We may enjoy flowers for their colourful blooms and attractive scent, but the plants have reasons of their own for being so eye-catching.
Pretty clever: How plants attract pollinators
Approximately 80 per cent of all plants are “angiosperms”, which are plants that produce seed for their reproduction via a flower. The remaining 20 per cent are mainly “gymnosperms”, which produce seed via cones, and ferns which reproduce via spores on fronds.
So, what are flowers? Well, they are the reproductive unit of the angiosperms. Usually, they appear from the terminal growth at the top of the plant – on show for us all to admire. But not all flowers are at the top of the plant, some can be pendulous and hanging, some emerging from the main stem or actual bark, on others they can appear at ground level.
Most common flowers have sepals, an outer cover that encloses the petals of an unopened flower. When the flower opens it exposes the parts of the flower inside that need to be pollinated.
These parts are made up from stamens, which are the male parts that bear pollen, and the carpel, which is the female part that contains the stigma that receives pollen and the ovary.
Many types of flowering plants exist, from very short-lived plants to those that live for hundreds of years.
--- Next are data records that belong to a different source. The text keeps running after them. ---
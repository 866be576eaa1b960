//! Track CSV reader configuration and orchestration.

use std::path::Path;

use csv::{ReaderBuilder, StringRecord, Trim};
use tracing::{debug, info};

use crate::error::IoError;
use crate::track::{Fix, Track};
use crate::validate::{ValidationCollector, validate_column_names};

// ---------------------------------------------------------------------------
// ReaderConfig
// ---------------------------------------------------------------------------

/// Configuration for reading a movement track from a CSV file.
///
/// Columns are looked up by header name. The [`Default`] implementation reads
/// the metric from a `speed` column and ignores timestamps and coordinates.
#[derive(Debug, Clone, PartialEq)]
pub struct ReaderConfig {
    /// Header of the analysed metric column.
    value_column: String,
    /// Optional header of the timestamp column.
    timestamp_column: Option<String>,
    /// Optional header of the x (easting/longitude) column.
    x_column: Option<String>,
    /// Optional header of the y (northing/latitude) column.
    y_column: Option<String>,
    /// Field delimiter.
    delimiter: u8,
}

impl Default for ReaderConfig {
    fn default() -> Self {
        Self {
            value_column: "speed".into(),
            timestamp_column: None,
            x_column: None,
            y_column: None,
            delimiter: b',',
        }
    }
}

impl ReaderConfig {
    /// Set the metric column name.
    pub fn with_value_column(mut self, name: impl Into<String>) -> Self {
        self.value_column = name.into();
        self
    }

    /// Set the timestamp column name, or `None` to skip timestamps.
    pub fn with_timestamp_column(mut self, name: Option<impl Into<String>>) -> Self {
        self.timestamp_column = name.map(Into::into);
        self
    }

    /// Set the x coordinate column name, or `None` to skip it.
    pub fn with_x_column(mut self, name: Option<impl Into<String>>) -> Self {
        self.x_column = name.map(Into::into);
        self
    }

    /// Set the y coordinate column name, or `None` to skip it.
    pub fn with_y_column(mut self, name: Option<impl Into<String>>) -> Self {
        self.y_column = name.map(Into::into);
        self
    }

    /// Set the field delimiter.
    pub fn with_delimiter(mut self, delimiter: u8) -> Self {
        self.delimiter = delimiter;
        self
    }

    /// Returns the metric column name.
    pub fn value_column(&self) -> &str {
        &self.value_column
    }

    /// Returns the field delimiter.
    pub fn delimiter(&self) -> u8 {
        self.delimiter
    }

    /// Validate that the configuration is internally consistent.
    ///
    /// # Errors
    ///
    /// Returns [`IoError::Validation`] if a column name is empty or used for
    /// two fields, or the delimiter is not a printable ASCII character.
    pub fn validate(&self) -> Result<(), IoError> {
        let names = std::iter::once(self.value_column.as_str()).chain(
            [&self.timestamp_column, &self.x_column, &self.y_column]
                .into_iter()
                .flatten()
                .map(String::as_str),
        );
        let mut c = validate_column_names(names);
        if !self.delimiter.is_ascii_punctuation() && self.delimiter != b'\t' {
            c.push(format!(
                "delimiter must be ASCII punctuation or tab, got byte {}",
                self.delimiter
            ));
        }
        c.finish()
    }
}

// ---------------------------------------------------------------------------
// read_track / read_labels
// ---------------------------------------------------------------------------

/// Read a movement track from a CSV file with a header row.
///
/// # Errors
///
/// | Variant | Trigger |
/// |---------|---------|
/// | [`IoError::Validation`] | invalid `config` (checked before opening) |
/// | [`IoError::FileNotFound`] | `path` does not exist |
/// | [`IoError::MissingColumn`] | a configured column is absent |
/// | [`IoError::InvalidValue`] | a metric cell is not a finite number, or a coordinate cell does not parse |
/// | [`IoError::EmptyTrack`] | no data rows |
/// | [`IoError::Csv`] | malformed CSV |
pub fn read_track(path: &Path, config: &ReaderConfig) -> Result<Track, IoError> {
    config.validate()?;
    let mut reader = open(path, config.delimiter)?;
    let headers = reader.headers()?.clone();

    let value_idx = column_index(&headers, &config.value_column, path)?;
    let optional = |name: &Option<String>| -> Result<Option<usize>, IoError> {
        name.as_deref()
            .map(|n| column_index(&headers, n, path))
            .transpose()
    };
    let timestamp_idx = optional(&config.timestamp_column)?;
    let x_idx = optional(&config.x_column)?;
    let y_idx = optional(&config.y_column)?;

    let mut fixes = Vec::new();
    for (i, record) in reader.records().enumerate() {
        let record = record?;
        let row = i + 1;
        let value = parse_finite(&record, value_idx, &config.value_column, row)?;
        let timestamp = timestamp_idx
            .and_then(|idx| record.get(idx))
            .filter(|s| !s.is_empty())
            .map(str::to_owned);
        let x = parse_optional(&record, x_idx, config.x_column.as_deref(), row)?;
        let y = parse_optional(&record, y_idx, config.y_column.as_deref(), row)?;
        fixes.push(Fix {
            timestamp,
            x,
            y,
            value,
        });
    }

    if fixes.is_empty() {
        return Err(IoError::EmptyTrack {
            path: path.to_path_buf(),
        });
    }

    info!(
        path = %path.display(),
        fixes = fixes.len(),
        column = %config.value_column,
        "track loaded"
    );
    Ok(Track::new(fixes))
}

/// Read one column of labels (e.g. a behavioural annotation) as text.
///
/// `delimiter` should match the file; when labels come from the track itself
/// pass [`ReaderConfig::delimiter`].
///
/// # Errors
///
/// [`IoError::FileNotFound`], [`IoError::MissingColumn`],
/// [`IoError::EmptyTrack`] or [`IoError::Csv`], as for [`read_track`].
pub fn read_labels(path: &Path, column: &str, delimiter: u8) -> Result<Vec<String>, IoError> {
    let mut reader = open(path, delimiter)?;
    let headers = reader.headers()?.clone();
    let idx = column_index(&headers, column, path)?;

    let labels = reader
        .records()
        .map(|record| -> Result<String, IoError> {
            Ok(record?.get(idx).unwrap_or_default().to_owned())
        })
        .collect::<Result<Vec<_>, _>>()?;

    if labels.is_empty() {
        return Err(IoError::EmptyTrack {
            path: path.to_path_buf(),
        });
    }
    debug!(path = %path.display(), column, rows = labels.len(), "labels loaded");
    Ok(labels)
}

// ---------------------------------------------------------------------------
// Helpers
// ---------------------------------------------------------------------------

fn open(path: &Path, delimiter: u8) -> Result<csv::Reader<std::fs::File>, IoError> {
    if !path.exists() {
        return Err(IoError::FileNotFound {
            path: path.to_path_buf(),
        });
    }
    Ok(ReaderBuilder::new()
        .delimiter(delimiter)
        .trim(Trim::All)
        .from_path(path)?)
}

fn column_index(headers: &StringRecord, name: &str, path: &Path) -> Result<usize, IoError> {
    headers
        .iter()
        .position(|h| h == name)
        .ok_or_else(|| IoError::MissingColumn {
            name: name.to_owned(),
            path: path.to_path_buf(),
        })
}

fn invalid(column: &str, row: usize, value: &str) -> IoError {
    IoError::InvalidValue {
        column: column.to_owned(),
        row,
        value: value.to_owned(),
    }
}

fn parse_finite(
    record: &StringRecord,
    idx: usize,
    column: &str,
    row: usize,
) -> Result<f64, IoError> {
    let raw = record.get(idx).unwrap_or_default();
    raw.parse::<f64>()
        .ok()
        .filter(|v| v.is_finite())
        .ok_or_else(|| invalid(column, row, raw))
}

/// Empty cells are `None`; anything else must parse.
fn parse_optional(
    record: &StringRecord,
    idx: Option<usize>,
    column: Option<&str>,
    row: usize,
) -> Result<Option<f64>, IoError> {
    let (Some(idx), Some(column)) = (idx, column) else {
        return Ok(None);
    };
    match record.get(idx).unwrap_or_default() {
        "" => Ok(None),
        raw => raw
            .parse::<f64>()
            .map(Some)
            .map_err(|_| invalid(column, row, raw)),
    }
}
The different types of flower are vast from simple, open flowers to the massed flowers held in daisy heads, to the complex designs that orchids have evolved to entice specific pollinators.
Flowers can also be part of complex combinations called inflorescences that take many forms such as panicles, spikes, catkins and corymbs.
So, let’s look deeper into why plants flower; what is the importance of pollination?
Unlike animals, plants cannot move around in search of a sexual partner so they require a helping hand to be able to transfer male sex cells found in pollen to the female reproductive parts of flowers – this is pollination. The pollen then produces a tube to grow from the stigma to the ovule – this is fertilisation.
Fertilisation is required for ovules to develop into viable seeds – which often are found in fruits or as nuts. This is not only essential for the lifecycle of a plant, but also essential for countless animals in the world, including us humans.
So, who or what assists the plants to pollinate? These aids are known as “pollination vectors” and include animals such as birds, as well as mammals, wind and water. However, for the vast majority of flowering plants (around 90 per cent) insects complete the task.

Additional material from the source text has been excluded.